Of course, if Disney plays hardball, “Baseball Tonight” and “Desperate Housewives” could disappear from the cable line-up. (It seems that channels are disappearing from the standard line up all of the time. More about that later.)
“To connect you with all the shows you love to watch, we must pay the companies that own the broadcast TV stations and cable networks. We fight to keep those fees as low as possible, because they directly impact the cable bill you have to pay each month,” says TWC on its web site RolloverorGet Tough.com. “When all is said and done, Time Warner Cable earned a profit for its shareholders of about $0.06 for every dollar that we brought in during 2009. (That’s slightly below the average of 7% for the past 10 years among US companies in the S&P 500, according to the Wall Street Journal.)”
Let’s not forget that TWC is the second-largest cable company in the nation. The figures above notwithstanding, they make lots of money.
August 5, 2010, TWC reported its second-quarter profit rose 8.2%, as demand increased for its broadband and phone services and capital expenditures decreased, according to MarketWatch.com. “It earned $342 million, or 95 cents a share, compared with a profit of $316 million, or 90 cents a share in the same quarter a year ago. Revenue rose 6% to $4.73 billion.”
They’re doing OK. Better than most of us. Viewers should keep these things in mind as they read their email and see the spots from TWC. Also keep in mind that ABC programming will be available off-the-air via your digital converter and antenna. Watching ESPN and other cable channels are more problematic. TWC makes a point of saying that it won’t do any good to switch since Disney already pulled its HD programming from Dish Satellite in June.

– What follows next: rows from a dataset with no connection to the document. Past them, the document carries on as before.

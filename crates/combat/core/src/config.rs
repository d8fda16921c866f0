//! Combat tuning constants.
//!
//! Every number the formulas depend on lives here so content can retune the
//! engine from a TOML table without touching code. Durations are stored as
//! milliseconds and exposed as [`Duration`] through accessors.

use std::time::Duration;

use crate::stats::{RatingCurve, Stat};

/// Top-level combat configuration.
#[derive(Clone, Debug, Default, PartialEq)]
#[cfg_attr(feature = "serde", derive(serde::Serialize, serde::Deserialize))]
#[cfg_attr(feature = "serde", serde(default))]
pub struct CombatConfig {
    pub stats: StatConfig,
    pub damage: DamageConfig,
    pub abilities: AbilityConfig,
    pub conditions: ConditionConfig,
    pub world: WorldConfig,
}

/// Stat engine tuning.
#[derive(Clone, Debug, PartialEq)]
#[cfg_attr(feature = "serde", derive(serde::Serialize, serde::Deserialize))]
#[cfg_attr(feature = "serde", serde(default))]
pub struct StatConfig {
    /// Per-level growth `K` in `1 + (level - 1) × K`.
    pub level_scaling: f64,
    /// Stats whose base value is multiplied by the level scaling.
    pub level_scaled: Vec<Stat>,
    /// Critical strike rating → critical chance percent.
    pub crit_chance: RatingCurve,
    /// Critical power rating → bonus critical multiplier percent.
    pub crit_power: RatingCurve,
    /// Haste rating → condition tick-rate bonus percent.
    pub haste: RatingCurve,
}

impl StatConfig {
    pub const DEFAULT_LEVEL_SCALING: f64 = 0.1;

    /// Returns true if `stat` scales with level.
    pub fn scales_with_level(&self, stat: Stat) -> bool {
        self.level_scaled.contains(&stat)
    }
}

impl Default for StatConfig {
    fn default() -> Self {
        Self {
            level_scaling: Self::DEFAULT_LEVEL_SCALING,
            level_scaled: vec![Stat::MaxHealth, Stat::MaxResource, Stat::Power, Stat::Defense],
            crit_chance: RatingCurve::new(14.0, 0.1, 50.0, Some(75.0)),
            crit_power: RatingCurve::new(8.0, 0.1, 100.0, None),
            haste: RatingCurve::new(10.0, 0.1, 30.0, Some(50.0)),
        }
    }
}

/// Damage and healing formula tuning.
#[derive(Clone, Debug, PartialEq)]
#[cfg_attr(feature = "serde", derive(serde::Serialize, serde::Deserialize))]
#[cfg_attr(feature = "serde", serde(default))]
pub struct DamageConfig {
    /// Multiplier per point of power: `1 + power × coefficient`.
    pub power_coefficient: f64,
    /// Damage change per level of difference (`K_dmg`). Healing uses half.
    pub level_coefficient: f64,
    /// Largest deviation of the level factor from 1 (`Kmax`).
    pub level_max: f64,
    /// Defense needed per target level for 50% mitigation (`Kbase`).
    pub armor_base: f64,
    /// Mitigation ceiling (`Kcap`).
    pub mitigation_cap: f64,
    /// Defense bonus per level the target has over the source.
    pub outlevel_defense_bonus: f64,
    /// Critical chance percent before rating.
    pub base_crit_chance: f64,
    /// Critical multiplier before rating.
    pub base_crit_multiplier: f64,
}

impl Default for DamageConfig {
    fn default() -> Self {
        Self {
            power_coefficient: 0.01,
            level_coefficient: 0.05,
            level_max: 0.5,
            armor_base: 50.0,
            mitigation_cap: 0.75,
            outlevel_defense_bonus: 0.1,
            base_crit_chance: 5.0,
            base_crit_multiplier: 1.5,
        }
    }
}

/// Ability orchestration tuning.
#[derive(Clone, Debug, PartialEq, Eq)]
#[cfg_attr(feature = "serde", derive(serde::Serialize, serde::Deserialize))]
#[cfg_attr(feature = "serde", serde(default))]
pub struct AbilityConfig {
    /// Punitive cooldown applied when an interruptible cast is cut short.
    pub interrupt_cooldown_ms: u64,
    /// Spacing of cast progress notifications.
    pub cast_progress_interval_ms: u64,
}

impl AbilityConfig {
    pub fn interrupt_cooldown(&self) -> Duration {
        Duration::from_millis(self.interrupt_cooldown_ms)
    }

    pub fn cast_progress_interval(&self) -> Duration {
        Duration::from_millis(self.cast_progress_interval_ms)
    }
}

impl Default for AbilityConfig {
    fn default() -> Self {
        Self {
            interrupt_cooldown_ms: 1_000,
            cast_progress_interval_ms: 250,
        }
    }
}

/// Condition heartbeat tuning.
#[derive(Clone, Debug, PartialEq, Eq)]
#[cfg_attr(feature = "serde", derive(serde::Serialize, serde::Deserialize))]
#[cfg_attr(feature = "serde", serde(default))]
pub struct ConditionConfig {
    /// Interval at which hosts should drive [`crate::CombatWorld::update`].
    pub heartbeat_interval_ms: u64,
    /// Most periodic ticks one instance may fire in a single heartbeat.
    pub max_tick_catchup: u32,
}

impl ConditionConfig {
    pub fn heartbeat_interval(&self) -> Duration {
        Duration::from_millis(self.heartbeat_interval_ms)
    }
}

impl Default for ConditionConfig {
    fn default() -> Self {
        Self {
            heartbeat_interval_ms: 100,
            max_tick_catchup: 8,
        }
    }
}

/// World-level settings.
#[derive(Clone, Debug, PartialEq, Eq)]
#[cfg_attr(feature = "serde", derive(serde::Serialize, serde::Deserialize))]
#[cfg_attr(feature = "serde", serde(default))]
pub struct WorldConfig {
    /// Seed for critical strike rolls.
    pub seed: u64,
    /// Most deferred follow-ups (hook effects, interrupts) drained per call.
    pub max_deferred: usize,
}

impl Default for WorldConfig {
    fn default() -> Self {
        Self {
            seed: 0,
            max_deferred: 256,
        }
    }
}
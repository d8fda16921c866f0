//! Plain data exchanged across the runtime boundary.

use std::collections::BTreeMap;

use combat_core::{AbilityId, CombatWorld, ConditionId, EntityId, EntityKind, Stat, Timestamp, WorldRef};
use serde::{Deserialize, Serialize};

/// Everything needed to put a combatant into the world.
#[derive(Debug, Clone, PartialEq)]
pub struct SpawnSpec {
    pub kind: EntityKind,
    pub world: WorldRef,
    pub base_stats: Vec<(Stat, f64)>,
    pub attributes: Vec<(Stat, f64)>,
    /// Abilities granted right after spawning.
    pub abilities: Vec<AbilityId>,
}

impl SpawnSpec {
    pub fn new(kind: EntityKind, world: WorldRef) -> Self {
        Self {
            kind,
            world,
            base_stats: Vec::new(),
            attributes: vec![(Stat::Level, 1.0)],
            abilities: Vec::new(),
        }
    }

    pub fn stat(mut self, stat: Stat, value: f64) -> Self {
        self.base_stats.push((stat, value));
        self
    }

    /// Sets an initial attribute, replacing an earlier value for the same stat.
    pub fn attribute(mut self, stat: Stat, value: f64) -> Self {
        self.attributes.retain(|(s, _)| *s != stat);
        self.attributes.push((stat, value));
        self
    }

    pub fn level(self, level: u32) -> Self {
        self.attribute(Stat::Level, f64::from(level))
    }

    pub fn ability(mut self, ability: impl Into<AbilityId>) -> Self {
        self.abilities.push(ability.into());
        self
    }
}

/// Active condition as seen from outside the worker.
#[derive(Debug, Clone, PartialEq, Serialize, Deserialize)]
pub struct ConditionSnapshot {
    pub condition: ConditionId,
    pub stacks: u32,
    pub remaining_ms: u64,
}

/// Cast in progress.
#[derive(Debug, Clone, PartialEq, Serialize, Deserialize)]
pub struct CastSnapshot {
    pub ability: AbilityId,
    pub progress: f32,
    pub ends_at: Timestamp,
}

/// Read-only copy of one entity's combat state.
#[derive(Debug, Clone, PartialEq, Serialize, Deserialize)]
pub struct EntitySnapshot {
    pub id: EntityId,
    pub kind: EntityKind,
    pub world: WorldRef,
    pub alive: bool,
    pub attributes: BTreeMap<Stat, f64>,
    pub conditions: Vec<ConditionSnapshot>,
    pub casting: Option<CastSnapshot>,
    pub incapacitated: bool,
}

impl EntitySnapshot {
    /// Captures `id` from `world`, or `None` if it is not registered.
    pub fn capture(world: &CombatWorld, id: EntityId) -> Option<Self> {
        let entity = world.registry().get(id)?;
        let now = world.now();

        let conditions = world
            .conditions()
            .instances(id)
            .map(|instance| ConditionSnapshot {
                condition: instance.condition.clone(),
                stacks: instance.stacks,
                remaining_ms: u64::try_from(instance.remaining.as_millis()).unwrap_or(u64::MAX),
            })
            .collect();

        let casting = world.abilities().active_cast(id).map(|cast| CastSnapshot {
            ability: cast.ability.clone(),
            progress: cast.progress(now),
            ends_at: cast.ends_at,
        });

        Some(Self {
            id,
            kind: entity.kind,
            world: entity.world,
            alive: entity.is_alive(),
            attributes: entity.attributes().collect(),
            conditions,
            casting,
            incapacitated: world.conditions().is_incapacitated(id),
        })
    }

    pub fn attribute(&self, stat: Stat) -> Option<f64> {
        self.attributes.get(&stat).copied()
    }

    pub fn stacks(&self, condition: &str) -> u32 {
        self.conditions
            .iter()
            .find(|c| c.condition.as_str() == condition)
            .map_or(0, |c| c.stacks)
    }
}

Meanwhile, a spat between the City of Austin and Time-Warner Cable is brewing. When Time-Warner wrote a new franchise contract, it included public access channels for the City of Austin, the Austin School District, Travis County, the state legislature and even ordinary citizens. As of October 1, 2010, those channels are slated to be boosted to the digital tier.
It will take a cable box to receive them. Those boxes cost $7 per month each. TWC says it will supply one box for varying periods of time to customers who have standard service. What about customers who have multiple televisions?
Stacy Schmidt, TWC spokesperson, says the cable company is moving the channels to increase services and speed. “It’s what customers are demanding”
To this writer and perhaps the City of Austin, the move of local access and government channels to the more expensive, digital tier violates the spirit of the original agreement that created them. The City of Austin is threatening to take TWC to court over the changes. Austin City Council and commission meetings are telecast on Channel 6.